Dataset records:
--- --- ---

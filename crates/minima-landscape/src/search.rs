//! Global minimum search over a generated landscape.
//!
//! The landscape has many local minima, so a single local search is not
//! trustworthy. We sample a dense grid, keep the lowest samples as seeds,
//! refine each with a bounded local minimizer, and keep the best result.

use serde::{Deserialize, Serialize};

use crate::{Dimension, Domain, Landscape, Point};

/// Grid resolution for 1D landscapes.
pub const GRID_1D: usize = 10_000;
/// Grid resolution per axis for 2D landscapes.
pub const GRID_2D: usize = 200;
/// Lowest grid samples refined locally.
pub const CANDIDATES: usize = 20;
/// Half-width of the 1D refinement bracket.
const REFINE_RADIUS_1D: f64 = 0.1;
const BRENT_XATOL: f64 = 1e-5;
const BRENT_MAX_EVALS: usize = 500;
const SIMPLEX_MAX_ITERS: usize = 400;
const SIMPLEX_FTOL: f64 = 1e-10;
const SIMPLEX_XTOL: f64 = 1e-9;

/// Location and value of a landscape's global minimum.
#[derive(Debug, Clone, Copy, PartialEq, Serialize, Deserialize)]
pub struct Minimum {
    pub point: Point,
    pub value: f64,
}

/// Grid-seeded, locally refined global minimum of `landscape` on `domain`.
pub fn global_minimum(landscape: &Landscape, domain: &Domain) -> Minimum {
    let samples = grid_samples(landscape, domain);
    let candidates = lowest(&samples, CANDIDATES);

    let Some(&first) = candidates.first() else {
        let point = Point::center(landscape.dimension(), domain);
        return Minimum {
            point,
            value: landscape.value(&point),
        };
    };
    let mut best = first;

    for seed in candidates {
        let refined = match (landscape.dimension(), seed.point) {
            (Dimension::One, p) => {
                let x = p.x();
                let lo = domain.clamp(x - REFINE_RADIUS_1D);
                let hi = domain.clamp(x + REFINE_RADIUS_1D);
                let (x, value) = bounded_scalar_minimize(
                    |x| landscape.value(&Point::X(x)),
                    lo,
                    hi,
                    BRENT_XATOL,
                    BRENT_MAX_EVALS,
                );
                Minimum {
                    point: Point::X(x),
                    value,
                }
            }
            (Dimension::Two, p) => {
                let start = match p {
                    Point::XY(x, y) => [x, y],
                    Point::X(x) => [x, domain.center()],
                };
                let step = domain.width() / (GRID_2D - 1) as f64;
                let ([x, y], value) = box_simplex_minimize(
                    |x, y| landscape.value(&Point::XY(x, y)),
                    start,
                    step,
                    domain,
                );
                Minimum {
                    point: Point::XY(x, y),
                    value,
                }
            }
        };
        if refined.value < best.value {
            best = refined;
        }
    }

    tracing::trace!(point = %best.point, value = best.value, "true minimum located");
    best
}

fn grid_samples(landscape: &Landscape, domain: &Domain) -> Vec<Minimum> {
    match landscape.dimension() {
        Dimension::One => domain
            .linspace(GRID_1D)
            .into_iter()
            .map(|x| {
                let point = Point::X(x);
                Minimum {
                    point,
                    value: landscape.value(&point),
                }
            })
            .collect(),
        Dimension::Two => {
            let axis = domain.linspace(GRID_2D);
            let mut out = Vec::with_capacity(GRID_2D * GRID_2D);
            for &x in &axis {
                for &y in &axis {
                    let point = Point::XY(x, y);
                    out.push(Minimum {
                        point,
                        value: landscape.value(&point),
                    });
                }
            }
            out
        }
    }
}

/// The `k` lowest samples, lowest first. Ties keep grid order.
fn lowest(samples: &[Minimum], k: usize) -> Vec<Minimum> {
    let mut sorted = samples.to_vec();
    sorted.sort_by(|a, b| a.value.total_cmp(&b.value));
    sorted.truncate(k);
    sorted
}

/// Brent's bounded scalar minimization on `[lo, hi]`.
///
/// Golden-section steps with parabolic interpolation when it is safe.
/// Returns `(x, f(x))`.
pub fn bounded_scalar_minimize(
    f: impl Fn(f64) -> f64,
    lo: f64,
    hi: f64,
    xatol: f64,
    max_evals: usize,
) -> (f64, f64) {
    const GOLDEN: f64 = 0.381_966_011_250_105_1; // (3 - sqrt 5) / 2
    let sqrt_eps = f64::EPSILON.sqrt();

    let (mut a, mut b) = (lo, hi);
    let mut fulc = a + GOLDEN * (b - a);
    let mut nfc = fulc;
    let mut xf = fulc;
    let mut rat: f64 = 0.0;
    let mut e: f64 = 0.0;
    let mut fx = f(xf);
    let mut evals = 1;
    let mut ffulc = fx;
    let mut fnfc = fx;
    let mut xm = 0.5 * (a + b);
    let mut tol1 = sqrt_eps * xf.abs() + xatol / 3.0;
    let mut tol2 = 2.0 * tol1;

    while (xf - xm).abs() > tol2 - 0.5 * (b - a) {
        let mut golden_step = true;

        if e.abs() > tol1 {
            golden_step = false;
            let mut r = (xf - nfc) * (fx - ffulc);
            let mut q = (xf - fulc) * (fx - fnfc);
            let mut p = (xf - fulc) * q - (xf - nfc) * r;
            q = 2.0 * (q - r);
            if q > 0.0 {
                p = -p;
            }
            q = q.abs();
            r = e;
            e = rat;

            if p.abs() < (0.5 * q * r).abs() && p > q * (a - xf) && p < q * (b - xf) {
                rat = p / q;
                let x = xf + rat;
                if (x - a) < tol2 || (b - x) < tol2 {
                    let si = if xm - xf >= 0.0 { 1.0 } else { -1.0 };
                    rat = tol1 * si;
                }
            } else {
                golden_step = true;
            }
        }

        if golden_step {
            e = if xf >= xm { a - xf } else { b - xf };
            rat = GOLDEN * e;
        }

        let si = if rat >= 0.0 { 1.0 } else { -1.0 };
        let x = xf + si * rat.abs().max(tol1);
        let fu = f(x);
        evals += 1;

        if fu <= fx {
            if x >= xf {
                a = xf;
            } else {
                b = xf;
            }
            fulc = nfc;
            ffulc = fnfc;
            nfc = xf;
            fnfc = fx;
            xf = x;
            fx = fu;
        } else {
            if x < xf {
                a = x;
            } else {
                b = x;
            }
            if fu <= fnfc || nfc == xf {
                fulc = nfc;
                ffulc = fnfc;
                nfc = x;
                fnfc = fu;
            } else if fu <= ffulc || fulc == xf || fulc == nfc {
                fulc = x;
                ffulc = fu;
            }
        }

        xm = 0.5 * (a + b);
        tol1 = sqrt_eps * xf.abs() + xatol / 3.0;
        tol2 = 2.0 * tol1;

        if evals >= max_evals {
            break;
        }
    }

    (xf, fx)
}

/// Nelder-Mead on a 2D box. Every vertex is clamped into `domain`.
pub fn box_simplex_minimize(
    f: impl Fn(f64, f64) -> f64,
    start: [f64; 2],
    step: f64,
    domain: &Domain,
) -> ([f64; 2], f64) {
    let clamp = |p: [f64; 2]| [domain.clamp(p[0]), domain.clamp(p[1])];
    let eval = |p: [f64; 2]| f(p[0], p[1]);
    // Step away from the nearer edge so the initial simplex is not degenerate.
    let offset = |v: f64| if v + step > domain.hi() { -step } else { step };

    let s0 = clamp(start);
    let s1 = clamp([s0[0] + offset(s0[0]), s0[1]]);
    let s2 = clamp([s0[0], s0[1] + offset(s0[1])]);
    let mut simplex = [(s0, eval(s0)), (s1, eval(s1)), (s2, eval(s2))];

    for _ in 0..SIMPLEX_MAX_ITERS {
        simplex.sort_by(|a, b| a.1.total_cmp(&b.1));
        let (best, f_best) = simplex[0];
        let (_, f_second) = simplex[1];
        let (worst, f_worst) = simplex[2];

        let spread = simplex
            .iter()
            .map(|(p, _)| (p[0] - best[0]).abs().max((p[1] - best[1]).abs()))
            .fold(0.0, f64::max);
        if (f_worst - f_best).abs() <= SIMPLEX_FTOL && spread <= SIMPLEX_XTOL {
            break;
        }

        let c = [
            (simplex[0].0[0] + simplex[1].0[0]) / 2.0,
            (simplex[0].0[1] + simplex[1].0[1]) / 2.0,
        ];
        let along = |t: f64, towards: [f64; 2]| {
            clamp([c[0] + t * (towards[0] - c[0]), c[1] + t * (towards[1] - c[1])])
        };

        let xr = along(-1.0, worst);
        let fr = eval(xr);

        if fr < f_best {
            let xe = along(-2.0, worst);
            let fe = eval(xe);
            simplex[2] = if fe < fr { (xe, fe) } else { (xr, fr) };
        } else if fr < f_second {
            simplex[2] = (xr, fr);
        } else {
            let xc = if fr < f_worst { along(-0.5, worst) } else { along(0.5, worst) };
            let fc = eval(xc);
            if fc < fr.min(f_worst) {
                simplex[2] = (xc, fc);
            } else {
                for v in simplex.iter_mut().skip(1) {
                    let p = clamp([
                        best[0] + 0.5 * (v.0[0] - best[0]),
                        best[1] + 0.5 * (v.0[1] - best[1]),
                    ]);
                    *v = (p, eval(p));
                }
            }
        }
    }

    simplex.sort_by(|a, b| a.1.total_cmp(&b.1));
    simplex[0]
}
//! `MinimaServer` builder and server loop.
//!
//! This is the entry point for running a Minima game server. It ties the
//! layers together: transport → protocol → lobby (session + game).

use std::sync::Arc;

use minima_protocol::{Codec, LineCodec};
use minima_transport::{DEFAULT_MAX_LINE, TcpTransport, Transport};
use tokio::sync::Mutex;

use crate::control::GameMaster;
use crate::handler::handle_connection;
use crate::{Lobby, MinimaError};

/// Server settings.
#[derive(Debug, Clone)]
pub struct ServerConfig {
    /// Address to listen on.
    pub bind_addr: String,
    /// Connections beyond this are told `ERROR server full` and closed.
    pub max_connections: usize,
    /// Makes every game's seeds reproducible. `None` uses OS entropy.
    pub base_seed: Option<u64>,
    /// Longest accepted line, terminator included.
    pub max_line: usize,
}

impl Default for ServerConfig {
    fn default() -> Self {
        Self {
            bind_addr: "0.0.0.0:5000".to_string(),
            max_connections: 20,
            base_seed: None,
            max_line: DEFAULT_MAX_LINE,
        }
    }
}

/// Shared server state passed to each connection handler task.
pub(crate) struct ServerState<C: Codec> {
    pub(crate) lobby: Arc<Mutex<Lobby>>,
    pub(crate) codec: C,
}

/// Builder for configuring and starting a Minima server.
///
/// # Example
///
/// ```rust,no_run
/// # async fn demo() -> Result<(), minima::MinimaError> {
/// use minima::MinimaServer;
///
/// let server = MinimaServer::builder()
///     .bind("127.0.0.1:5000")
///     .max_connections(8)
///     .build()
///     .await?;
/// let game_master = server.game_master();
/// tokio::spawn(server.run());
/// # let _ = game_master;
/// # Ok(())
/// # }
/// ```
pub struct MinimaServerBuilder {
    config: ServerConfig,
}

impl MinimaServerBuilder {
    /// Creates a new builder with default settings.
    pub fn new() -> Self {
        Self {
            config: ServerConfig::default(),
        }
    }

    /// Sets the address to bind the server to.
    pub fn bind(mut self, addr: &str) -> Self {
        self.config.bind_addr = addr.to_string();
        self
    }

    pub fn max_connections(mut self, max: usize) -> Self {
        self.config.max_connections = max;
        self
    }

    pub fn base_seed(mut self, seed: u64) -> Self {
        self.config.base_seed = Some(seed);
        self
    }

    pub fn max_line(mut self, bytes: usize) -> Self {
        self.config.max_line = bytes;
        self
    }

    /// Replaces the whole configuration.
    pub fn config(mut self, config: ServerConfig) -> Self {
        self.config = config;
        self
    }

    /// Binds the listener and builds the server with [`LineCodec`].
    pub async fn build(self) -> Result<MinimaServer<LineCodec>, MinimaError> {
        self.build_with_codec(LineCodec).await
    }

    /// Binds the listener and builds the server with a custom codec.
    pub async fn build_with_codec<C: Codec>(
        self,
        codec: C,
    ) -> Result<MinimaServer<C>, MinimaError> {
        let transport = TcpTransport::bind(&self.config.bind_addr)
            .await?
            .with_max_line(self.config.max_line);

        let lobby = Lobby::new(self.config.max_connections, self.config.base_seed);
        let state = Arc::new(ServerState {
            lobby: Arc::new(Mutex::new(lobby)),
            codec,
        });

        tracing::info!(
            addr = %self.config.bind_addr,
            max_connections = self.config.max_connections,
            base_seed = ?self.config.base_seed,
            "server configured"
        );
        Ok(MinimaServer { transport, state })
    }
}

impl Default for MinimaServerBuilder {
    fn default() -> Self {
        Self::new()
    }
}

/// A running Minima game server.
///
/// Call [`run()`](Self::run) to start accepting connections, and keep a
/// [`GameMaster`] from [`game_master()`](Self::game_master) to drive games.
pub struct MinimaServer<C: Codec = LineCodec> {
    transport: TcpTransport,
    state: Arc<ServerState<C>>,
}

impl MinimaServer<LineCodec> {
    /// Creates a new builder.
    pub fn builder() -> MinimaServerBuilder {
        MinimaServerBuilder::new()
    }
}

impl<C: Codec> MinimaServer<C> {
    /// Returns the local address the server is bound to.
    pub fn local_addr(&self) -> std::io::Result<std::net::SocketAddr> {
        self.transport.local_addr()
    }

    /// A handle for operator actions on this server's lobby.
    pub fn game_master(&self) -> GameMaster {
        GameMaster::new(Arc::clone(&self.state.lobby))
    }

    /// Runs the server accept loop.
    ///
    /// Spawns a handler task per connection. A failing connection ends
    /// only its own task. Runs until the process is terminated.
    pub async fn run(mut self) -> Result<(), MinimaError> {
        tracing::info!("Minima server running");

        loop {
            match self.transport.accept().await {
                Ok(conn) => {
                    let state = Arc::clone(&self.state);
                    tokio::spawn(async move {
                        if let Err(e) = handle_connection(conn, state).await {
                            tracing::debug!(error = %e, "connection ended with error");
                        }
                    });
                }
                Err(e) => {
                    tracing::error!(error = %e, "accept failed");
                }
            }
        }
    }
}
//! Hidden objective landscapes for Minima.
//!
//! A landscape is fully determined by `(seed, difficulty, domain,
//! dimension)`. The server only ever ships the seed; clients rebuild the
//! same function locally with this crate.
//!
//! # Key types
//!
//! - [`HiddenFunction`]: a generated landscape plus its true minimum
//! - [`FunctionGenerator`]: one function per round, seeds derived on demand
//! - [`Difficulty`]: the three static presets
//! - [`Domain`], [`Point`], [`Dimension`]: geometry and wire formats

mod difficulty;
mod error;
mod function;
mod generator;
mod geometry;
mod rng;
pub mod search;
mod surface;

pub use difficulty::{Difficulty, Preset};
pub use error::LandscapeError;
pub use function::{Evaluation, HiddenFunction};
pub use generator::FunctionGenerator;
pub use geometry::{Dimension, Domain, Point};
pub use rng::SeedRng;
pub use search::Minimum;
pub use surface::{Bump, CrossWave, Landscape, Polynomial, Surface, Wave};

--- --- ---

● WHAT IS BEING ASKED: Your job is to copy out every line from the records above that has the word "refined".

● RESPONSE AREA:
/// Lowest grid samples refined locally.
/// Grid-seeded, locally refined global minimum of `landscape` on `domain`.
        let refined = match (landscape.dimension(), seed.point) {
        if refined.value < best.value {
            best = refined;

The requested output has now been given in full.